▶ Record extracts:
========================================================================

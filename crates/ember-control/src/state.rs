// Copyright 2025 eraflo
//
// Licensed under the Apache License, Version 2.0 (the "License");
// you may not use this file except in compliance with the License.
// You may obtain a copy of the License at
//
//     http://www.apache.org/licenses/LICENSE-2.0
//
// Unless required by applicable law or agreed to in writing, software
// distributed under the License is distributed on an "AS IS" BASIS,
// WITHOUT WARRANTIES OR CONDITIONS OF ANY KIND, either express or implied.
// See the License for the specific language governing permissions and
// limitations under the License.

//! The [`GameState`] trait and the handles passed to its callbacks.

use crate::Controller;
use crossbeam_channel::Sender;
use std::fmt;
use std::sync::{Arc, Mutex};

/// A game state shared between the stack, the store and the caller.
pub type SharedState = Arc<Mutex<dyn GameState>>;

/// Wraps a concrete state into a [`SharedState`].
pub fn share<S: GameState + 'static>(state: S) -> SharedState {
    Arc::new(Mutex::new(state))
}

/// Which dispatch channels reach through a state to the state below it.
///
/// A flag set on a state lets the state directly beneath it keep receiving
/// that kind of dispatch. The top state always receives all three.
#[derive(Debug, Clone, Copy, PartialEq, Eq, Default)]
pub struct Transparency {
    /// The state below is still rendered.
    pub render: bool,
    /// The state below is still updated.
    pub update: bool,
    /// The state below still receives input.
    pub input: bool,
}

impl Transparency {
    /// Nothing reaches the states below.
    pub const OPAQUE: Self = Self {
        render: false,
        update: false,
        input: false,
    };

    /// Every channel reaches the states below.
    pub const TRANSPARENT: Self = Self {
        render: true,
        update: true,
        input: true,
    };

    /// Only rendering reaches the states below (e.g. a pause overlay).
    pub const RENDER_ONLY: Self = Self {
        render: true,
        update: false,
        input: false,
    };
}

/// A polymorphic unit of game logic living on the state stack.
///
/// Lifecycle callbacks are invoked by the [`GameStateManager`](crate::GameStateManager)
/// while it holds its stack lock, so they must not call back into the manager.
/// Transitions requested from inside a state go through [`StateCommands`].
pub trait GameState: Send {
    /// The state was pushed onto the stack.
    fn on_push(&mut self) {}

    /// The state was removed from the stack.
    fn on_pop(&mut self) {}

    /// The state became the top of the stack.
    fn on_activate(&mut self) {}

    /// The state stopped being the top of the stack.
    fn on_deactivate(&mut self) {}

    /// A state above this one was popped.
    fn on_ascend(&mut self) {}

    /// A state was pushed above this one.
    fn on_descend(&mut self) {}

    /// Which channels reach the state below. Read once, when the state is pushed.
    fn transparency(&self) -> Transparency {
        Transparency::OPAQUE
    }

    /// Draws the state. `delta` is the scaled time since the last update tick.
    fn render(&mut self, delta: f64) -> anyhow::Result<()>;

    /// Advances the state by `delta` scaled seconds.
    fn update(&mut self, delta: f64, commands: &StateCommands) -> anyhow::Result<()>;

    /// The controller receiving this state's input.
    fn controller(&mut self) -> &mut Controller;

    /// A name used in logs and errors.
    fn name(&self) -> &str {
        std::any::type_name::<Self>()
    }
}

/// A stack transition requested from inside a callback.
pub enum StateCommand {
    /// Push the given state.
    Push(SharedState),
    /// Push the state registered under this key in the store.
    PushKey(String),
    /// Pop the top state and discard it.
    Pop,
}

impl fmt::Debug for StateCommand {
    fn fmt(&self, f: &mut fmt::Formatter<'_>) -> fmt::Result {
        match self {
            StateCommand::Push(_) => f.write_str("Push(..)"),
            StateCommand::PushKey(key) => f.debug_tuple("PushKey").field(key).finish(),
            StateCommand::Pop => f.write_str("Pop"),
        }
    }
}

/// A cloneable handle for requesting stack transitions.
///
/// Requests are queued and applied by the manager once the current dispatch
/// has finished, in the order they were made.
#[derive(Debug, Clone)]
pub struct StateCommands {
    sender: Sender<StateCommand>,
}

impl StateCommands {
    pub(crate) fn new(sender: Sender<StateCommand>) -> Self {
        Self { sender }
    }

    /// Requests `state` to be pushed.
    pub fn push(&self, state: SharedState) {
        self.send(StateCommand::Push(state));
    }

    /// Requests the store entry `key` to be pushed.
    pub fn push_key(&self, key: impl Into<String>) {
        self.send(StateCommand::PushKey(key.into()));
    }

    /// Requests the top state to be popped.
    pub fn pop(&self) {
        self.send(StateCommand::Pop);
    }

    fn send(&self, command: StateCommand) {
        if let Err(err) = self.sender.send(command) {
            log::debug!("Dropping state command {:?}: manager is gone", err.0);
        }
    }
}
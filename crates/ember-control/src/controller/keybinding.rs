// Copyright 2025 eraflo
//
// Licensed under the Apache License, Version 2.0 (the "License");
// you may not use this file except in compliance with the License.
// You may obtain a copy of the License at
//
//     http://www.apache.org/licenses/LICENSE-2.0
//
// Unless required by applicable law or agreed to in writing, software
// distributed under the License is distributed on an "AS IS" BASIS,
// WITHOUT WARRANTIES OR CONDITIONS OF ANY KIND, either express or implied.
// See the License for the specific language governing permissions and
// limitations under the License.

use crate::StateCommands;
use ember_core::platform::{Key, KeyAction, KeyModifiers};
use std::fmt;

/// Callback run when a [`Keybinding`] fires.
pub type KeyCallback = Box<dyn FnMut(&StateCommands) -> anyhow::Result<()> + Send>;

/// Binds a key combination to a callback.
pub struct Keybinding {
    action: KeyAction,
    modifiers: KeyModifiers,
    key: Key,
    scan_code: Option<u32>,
    callback: KeyCallback,
}

impl Keybinding {
    /// Creates a binding firing `callback` on `action` of `key` with exactly `modifiers` held.
    pub fn new<F>(action: KeyAction, modifiers: KeyModifiers, key: Key, callback: F) -> Self
    where
        F: FnMut(&StateCommands) -> anyhow::Result<()> + Send + 'static,
    {
        Self {
            action,
            modifiers,
            key,
            scan_code: None,
            callback: Box::new(callback),
        }
    }

    /// Also matches events whose key is unidentified but whose scan code is `scan_code`.
    pub fn with_scan_code(mut self, scan_code: u32) -> Self {
        self.scan_code = Some(scan_code);
        self
    }

    /// Whether an event fires this binding.
    ///
    /// Action and modifiers must be equal. Then either the keys are equal, or
    /// the event key is unidentified and its scan code equals the bound one.
    pub fn matches(
        &self,
        action: KeyAction,
        modifiers: KeyModifiers,
        key: &Key,
        scan_code: Option<u32>,
    ) -> bool {
        if action != self.action || modifiers != self.modifiers {
            return false;
        }
        match key {
            Key::Unidentified => scan_code.is_some() && scan_code == self.scan_code,
            named => *named == self.key,
        }
    }

    /// Runs the callback if the event matches.
    ///
    /// ## Returns
    /// `Ok(true)` if the binding fired, `Ok(false)` if it did not match, or the
    /// callback's error.
    pub fn process(
        &mut self,
        action: KeyAction,
        modifiers: KeyModifiers,
        key: &Key,
        scan_code: Option<u32>,
        commands: &StateCommands,
    ) -> anyhow::Result<bool> {
        if !self.matches(action, modifiers, key, scan_code) {
            return Ok(false);
        }
        (self.callback)(commands)?;
        Ok(true)
    }

    /// Replaces the callback.
    pub fn set_callback<F>(&mut self, callback: F)
    where
        F: FnMut(&StateCommands) -> anyhow::Result<()> + Send + 'static,
    {
        self.callback = Box::new(callback);
    }

    /// The bound action.
    pub fn action(&self) -> KeyAction {
        self.action
    }

    /// The exact modifier set required.
    pub fn modifiers(&self) -> KeyModifiers {
        self.modifiers
    }

    /// The bound key.
    pub fn key(&self) -> &Key {
        &self.key
    }

    /// The bound scan code, if any.
    pub fn scan_code(&self) -> Option<u32> {
        self.scan_code
    }

    /// Rebinds to `action`.
    pub fn set_action(&mut self, action: KeyAction) {
        self.action = action;
    }

    /// Requires exactly `modifiers` from now on.
    pub fn set_modifiers(&mut self, modifiers: KeyModifiers) {
        self.modifiers = modifiers;
    }

    /// Rebinds to `key`.
    pub fn set_key(&mut self, key: Key) {
        self.key = key;
    }

    /// Sets or clears the scan-code fallback.
    pub fn set_scan_code(&mut self, scan_code: Option<u32>) {
        self.scan_code = scan_code;
    }

    /// Whether Shift is part of the required modifiers.
    pub fn shift(&self) -> bool {
        self.modifiers.contains(KeyModifiers::SHIFT)
    }

    /// Whether Control is part of the required modifiers.
    pub fn control(&self) -> bool {
        self.modifiers.contains(KeyModifiers::CONTROL)
    }

    /// Whether Alt is part of the required modifiers.
    pub fn alt(&self) -> bool {
        self.modifiers.contains(KeyModifiers::ALT)
    }

    /// Whether the Super (logo) key is part of the required modifiers.
    pub fn super_key(&self) -> bool {
        self.modifiers.contains(KeyModifiers::SUPER)
    }
}

impl fmt::Debug for Keybinding {
    fn fmt(&self, f: &mut fmt::Formatter<'_>) -> fmt::Result {
        f.debug_struct("Keybinding")
            .field("action", &self.action)
            .field("modifiers", &self.modifiers)
            .field("key", &self.key)
            .field("scan_code", &self.scan_code)
            .finish_non_exhaustive()
    }
}
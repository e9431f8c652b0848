// Copyright 2025 eraflo
//
// Licensed under the Apache License, Version 2.0 (the "License");
// you may not use this file except in compliance with the License.
// You may obtain a copy of the License at
//
//     http://www.apache.org/licenses/LICENSE-2.0
//
// Unless required by applicable law or agreed to in writing, software
// distributed under the License is distributed on an "AS IS" BASIS,
// WITHOUT WARRANTIES OR CONDITIONS OF ANY KIND, either express or implied.
// See the License for the specific language governing permissions and
// limitations under the License.

//! A rate limiter pacing one loop against a target interval.

use super::{seconds_to_micros, seconds_to_millis, seconds_to_nanos, Clock, TimingError};
use std::sync::Arc;
use std::thread;
use std::time::Duration;

/// Regulates how often a loop iteration may proceed.
///
/// Each call to [`next`](Self::next) sleeps away whatever is left of the target
/// interval, reports how late the iteration finished and restarts the clock.
///
/// * In **fixed-step** mode every iteration is treated as exactly one interval
///   long, so lateness is always reported as zero.
/// * In **catch-up** mode banked lag lets the governor skip sleeps until the
///   deficit is repaid. Lag is only repaid automatically when fixed-step is on.
#[derive(Debug)]
pub struct SpeedGovernor {
    fixed_step: bool,
    catch_up: bool,
    seconds: f64,
    frequency: f64,
    lag_seconds: f64,
    clock: Arc<Clock>,
}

========================================================================

▶ Task requirements: Scan the material above line by line and report how many lines contain the word "sync", nothing further.

▶ Result of this task: 2